2 sisters designs : my etsy

Thursday, September 3, 2009

Kiss me and you will see how important I am.

That quote is from Sylvia Plath

Adventures in online Dating.

Even though i promised myself that i was never going to try that out and im practically famous for making fun of those people who are so lonely that they need to resort to that kind of noise, I broke down and decided to give it a try.

I figure I'm ugly shemales can find love through posting actual pictures of themselves online then I definitely can. Having signed up I got about 20 emails in one day. Most of them were dirty old men trying to nail a 21 year old. Three seemed like they where instant messaging material. One of them turned out to be an overweight neanderthal who was in too much of a hurry to meet me. I admit I'm very apprehensive about meeting people online in person, but this guy wanted to meet me after I told him my asl (something that I'm pretty sure is a term that no one has used since the late nineties when aol chat was all the rage).

Boy number 2 in someone I'm still talking to for the novelty of it. Hes a nasty guy who wants nothing more than naked pictures. No way am I going to allow him to touch himself to my porcelain frame. I think that kind of filthy want is entertaining.

Boy number 3 seemed like an ok guy, aside from his obvious visual impairment (he first emailed me and called me gorgeous! HAHA What a joke! Not me no!) We exchanged a few emails and he seemed decent so I actually gave him my number.

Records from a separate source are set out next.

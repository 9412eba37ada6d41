//! Canvas 2D rendering
//!
//! Draws the play field into a `<canvas>` and keeps the DOM HUD (score,
//! title/end screens, touch buttons) in sync. Read-only over `GameState`.

use wasm_bindgen::JsCast;
use web_sys::{CanvasRenderingContext2d, Document, HtmlCanvasElement};

use crate::consts::*;
use crate::input::Affordances;
use crate::sim::{GamePhase, GameState};

const BACKGROUND: &str = "black";
const PLAYER_COLOR: &str = "#3cf03c";
const INVADER_COLOR: &str = "#e0e0e0";
const BULLET_COLOR: &str = "white";

/// Player sprite height (it sits 10px above the bottom edge)
const PLAYER_HEIGHT: f64 = 50.0;
const BULLET_WIDTH: f64 = 4.0;
const BULLET_HEIGHT: f64 = 10.0;

/// Renderer bound to one canvas
pub struct CanvasRenderer {
    document: Document,
    canvas: HtmlCanvasElement,
    ctx: CanvasRenderingContext2d,
}

impl CanvasRenderer {
    pub fn new(document: Document, canvas_id: &str) -> Option<Self> {
        let canvas: HtmlCanvasElement = document
            .get_element_by_id(canvas_id)?
            .dyn_into()
            .ok()?;
        let ctx: CanvasRenderingContext2d = canvas.get_context("2d").ok()??.dyn_into().ok()?;
        canvas.set_height(FIELD_HEIGHT as u32);
        Some(Self {
            document,
            canvas,
            ctx,
        })
    }

    /// Draw one frame
    pub fn render(&self, state: &GameState) {
        let width = state.field_width.max(0) as u32;
        if self.canvas.width() != width {
            self.canvas.set_width(width);
        }

        let ctx = &self.ctx;
        ctx.set_fill_style_str(BACKGROUND);
        ctx.fill_rect(0.0, 0.0, width as f64, FIELD_HEIGHT as f64);

        if state.phase != GamePhase::Playing {
            return;
        }

        // Ship: body plus a turret over the gun
        let ship_top = FIELD_HEIGHT as f64 - 10.0 - PLAYER_HEIGHT;
        ctx.set_fill_style_str(PLAYER_COLOR);
        ctx.fill_rect(
            state.player_x as f64,
            ship_top + PLAYER_HEIGHT * 0.4,
            PLAYER_WIDTH as f64,
            PLAYER_HEIGHT * 0.6,
        );
        ctx.fill_rect(
            (state.player_x + PLAYER_GUN_OFFSET) as f64 - 8.0,
            ship_top,
            16.0,
            PLAYER_HEIGHT * 0.4,
        );

        let size = INVADER_SIZE as f64;
        for invader in &state.invaders {
            let (x, y) = (invader.pos.x as f64, invader.pos.y as f64);
            ctx.set_fill_style_str(INVADER_COLOR);
            ctx.fill_rect(x + size * 0.1, y + size * 0.2, size * 0.8, size * 0.6);
            ctx.fill_rect(x, y + size * 0.5, size * 0.15, size * 0.4);
            ctx.fill_rect(x + size * 0.85, y + size * 0.5, size * 0.15, size * 0.4);
            ctx.set_fill_style_str(BACKGROUND);
            ctx.fill_rect(x + size * 0.25, y + size * 0.35, size * 0.12, size * 0.12);
            ctx.fill_rect(x + size * 0.63, y + size * 0.35, size * 0.12, size * 0.12);
        }

        ctx.set_fill_style_str(BULLET_COLOR);
        for bullet in &state.bullets {
            ctx.fill_rect(
                bullet.pos.x as f64 - BULLET_WIDTH / 2.0,
                bullet.pos.y as f64 - BULLET_HEIGHT / 2.0,
                BULLET_WIDTH,
                BULLET_HEIGHT,
            );
        }
    }

    /// Update HUD elements in DOM
    pub fn update_hud(&self, state: &GameState, affordances: &Affordances) {
        self.set_text("hud-score", &state.score.to_string());
        self.set_text("hud-level", &state.level.to_string());
        self.set_text("high-score", &state.high_score.to_string());
        self.set_text("start-prompt", affordances.start_prompt);

        self.set_visible("start-screen", state.phase == GamePhase::Start);
        self.set_visible("hud", state.phase == GamePhase::Playing);
        self.set_visible(
            "touch-controls",
            affordances.touch_buttons && state.phase == GamePhase::Playing,
        );

        let ended = state.phase.is_terminal();
        self.set_visible("end-screen", ended);
        if ended {
            let title = if state.phase == GamePhase::Victory {
                "YOU WIN!"
            } else {
                "GAME OVER"
            };
            self.set_text("end-title", title);
            self.set_text("final-score", &state.score.to_string());
        }
    }

    fn set_text(&self, id: &str, text: &str) {
        if let Some(el) = self.document.get_element_by_id(id) {
            if el.text_content().as_deref() != Some(text) {
                el.set_text_content(Some(text));
            }
        }
    }

    fn set_visible(&self, id: &str, visible: bool) {
        if let Some(el) = self.document.get_element_by_id(id) {
            let _ = el.class_list().toggle_with_force("hidden", !visible);
        }
    }
}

I usually require regular chatting for at least a month plus before I go there but he seemed different. I mean, I hoped he was. Randomly he called me the other day and said he was on his way to plymouth. I thought he meant that I would meet him during the weekend. Guess not! He was there about an hour after he called. I took Jess down to meet him.

Now I admit,due to the lack of notification I didn't look my bestest. I was sweaty and ready to reside into a pill coma when he called, but i didn't look ugly. I was shy but not creepy. I can't understand why he hasnt called.

I'm pretty sure I scared him in some way. I'm definitely temped to email him and ask exactly what I did to freak him out so bad. Am I that bad at this whole dating thing? I feel that no one see how important I am.